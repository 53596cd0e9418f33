use std::collections::BTreeMap;
use std::fmt;

use serde::{Deserialize, Serialize};

/// Numeric reference to a record's schema class.
#[derive(Clone, Copy, Default, PartialEq, Eq, Hash, PartialOrd, Ord, Serialize, Deserialize)]
#[serde(transparent)]
pub struct ClassTag(pub u16);

impl fmt::Debug for ClassTag {
    fn fmt(&self, f: &mut fmt::Formatter<'_>) -> fmt::Result {
        write!(f, "ClassTag({})", self.0)
    }
}

impl fmt::Display for ClassTag {
    fn fmt(&self, f: &mut fmt::Formatter<'_>) -> fmt::Result {
        write!(f, "{}", self.0)
    }
}

/// Stable reference to a field descriptor within a class.
#[derive(Clone, Copy, PartialEq, Eq, Hash, PartialOrd, Ord, Serialize, Deserialize)]
#[serde(transparent)]
pub struct FieldIndex(pub u16);

impl fmt::Debug for FieldIndex {
    fn fmt(&self, f: &mut fmt::Formatter<'_>) -> fmt::Result {
        write!(f, "FieldIndex({})", self.0)
    }
}

impl fmt::Display for FieldIndex {
    fn fmt(&self, f: &mut fmt::Formatter<'_>) -> fmt::Result {
        write!(f, "{}", self.0)
    }
}

/// A schema-tagged collection of encoded field values.
///
/// The record never holds a copy of a field's definition, only its index.
/// Values are opaque bytes already encoded by the schema layer. Fields are
/// kept in a `BTreeMap` so iteration (and therefore encoding) order is
/// ascending field index.
#[derive(Clone, Debug, Default, PartialEq, Eq, Serialize, Deserialize)]
pub struct Record {
    pub class_tag: ClassTag,
    pub fields: BTreeMap<FieldIndex, Vec<u8>>,
}

impl Record {
    /// Create a record with no fields.
    pub fn new(class_tag: ClassTag) -> Self {
        Self {
            class_tag,
            fields: BTreeMap::new(),
        }
    }

    /// Builder-style field insertion. A repeated index replaces the value.
    pub fn with_field(mut self, index: u16, value: impl Into<Vec<u8>>) -> Self {
        self.fields.insert(FieldIndex(index), value.into());
        self
    }

    /// Set a field, returning the previous value if any.
    pub fn set(&mut self, index: FieldIndex, value: Vec<u8>) -> Option<Vec<u8>> {
        self.fields.insert(index, value)
    }

    pub fn get(&self, index: FieldIndex) -> Option<&[u8]> {
        self.fields.get(&index).map(Vec::as_slice)
    }

    pub fn len(&self) -> usize {
        self.fields.len()
    }

    pub fn is_empty(&self) -> bool {
        self.fields.is_empty()
    }
}

#[cfg(test)]
mod tests {
    use super::*;

    #[test]
    fn builder_replaces_duplicate_index() {
        let r = Record::new(ClassTag(3))
            .with_field(1, b"a".to_vec())
            .with_field(1, b"b".to_vec());
        assert_eq!(r.len(), 1);
        assert_eq!(r.get(FieldIndex(1)), Some(&b"b"[..]));
    }

    #[test]
    fn iteration_is_ascending_index() {
        let r = Record::new(ClassTag(1))
            .with_field(9, vec![9])
            .with_field(2, vec![2])
            .with_field(5, vec![5]);
        let order: Vec<u16> = r.fields.keys().map(|k| k.0).collect();
        assert_eq!(order, vec![2, 5, 9]);
    }

    #[test]
    fn empty_record() {
        let r = Record::new(ClassTag(0));
        assert!(r.is_empty());
        assert_eq!(r.get(FieldIndex(0)), None);
    }
}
□ □ □ □ □ □ □
## To do
Produce an exact copy of all the records.

## Response below
repository 53596cd0e9418f33
use std::collections::BTreeMap;
use std::fmt;

use serde::{Deserialize, Serialize};

/// Numeric reference to a record's schema class.
#[derive(Clone, Copy, Default, PartialEq, Eq, Hash, PartialOrd, Ord, Serialize, Deserialize)]
#[serde(transparent)]
pub struct ClassTag(pub u16);

impl fmt::Debug for ClassTag {
    fn fmt(&self, f: &mut fmt::Formatter<'_>) -> fmt::Result {
        write!(f, "ClassTag({})", self.0)
    }
}

impl fmt::Display for ClassTag {
    fn fmt(&self, f: &mut fmt::Formatter<'_>) -> fmt::Result {
        write!(f, "{}", self.0)
    }
}

/// Stable reference to a field descriptor within a class.
#[derive(Clone, Copy, PartialEq, Eq, Hash, PartialOrd, Ord, Serialize, Deserialize)]
#[serde(transparent)]
pub struct FieldIndex(pub u16);

impl fmt::Debug for FieldIndex {
    fn fmt(&self, f: &mut fmt::Formatter<'_>) -> fmt::Result {
        write!(f, "FieldIndex({})", self.0)
    }
}

impl fmt::Display for FieldIndex {
    fn fmt(&self, f: &mut fmt::Formatter<'_>) -> fmt::Result {
        write!(f, "{}", self.0)
    }
}

/// A schema-tagged collection of encoded field values.
///
/// The record never holds a copy of a field's definition, only its index.
/// Values are opaque bytes already encoded by the schema layer. Fields are
/// kept in a `BTreeMap` so iteration (and therefore encoding) order is
/// ascending field index.
#[derive(Clone, Debug, Default, PartialEq, Eq, Serialize, Deserialize)]
pub struct Record {
    pub class_tag: ClassTag,
    pub fields: BTreeMap<FieldIndex, Vec<u8>>,
}

impl Record {
    /// Create a record with no fields.
    pub fn new(class_tag: ClassTag) -> Self {
        Self {
            class_tag,
            fields: BTreeMap::new(),
        }
    }

    /// Builder-style field insertion. A repeated index replaces the value.
    pub fn with_field(mut self, index: u16, value: impl Into<Vec<u8>>) -> Self {
        self.fields.insert(FieldIndex(index), value.into());
        self
    }

    /// Set a field, returning the previous value if any.
    pub fn set(&mut self, index: FieldIndex, value: Vec<u8>) -> Option<Vec<u8>> {
        self.fields.insert(index, value)
    }

    pub fn get(&self, index: FieldIndex) -> Option<&[u8]> {
        self.fields.get(&index).map(Vec::as_slice)
    }

    pub fn len(&self) -> usize {
        self.fields.len()
    }

    pub fn is_empty(&self) -> bool {
        self.fields.is_empty()
    }
}

#[cfg(test)]
mod tests {
    use super::*;

    #[test]
    fn builder_replaces_duplicate_index() {
        let r = Record::new(ClassTag(3))
            .with_field(1, b"a".to_vec())
            .with_field(1, b"b".to_vec());
        assert_eq!(r.len(), 1);
        assert_eq!(r.get(FieldIndex(1)), Some(&b"b"[..]));
    }

    #[test]
    fn iteration_is_ascending_index() {
        let r = Record::new(ClassTag(1))
            .with_field(9, vec![9])
            .with_field(2, vec![2])
            .with_field(5, vec![5]);
        let order: Vec<u16> = r.fields.keys().map(|k| k.0).collect();
        assert_eq!(order, vec![2, 5, 9]);
    }

    #[test]
    fn empty_record() {
        let r = Record::new(ClassTag(0));
        assert!(r.is_empty());
        assert_eq!(r.get(FieldIndex(0)), None);
    }
}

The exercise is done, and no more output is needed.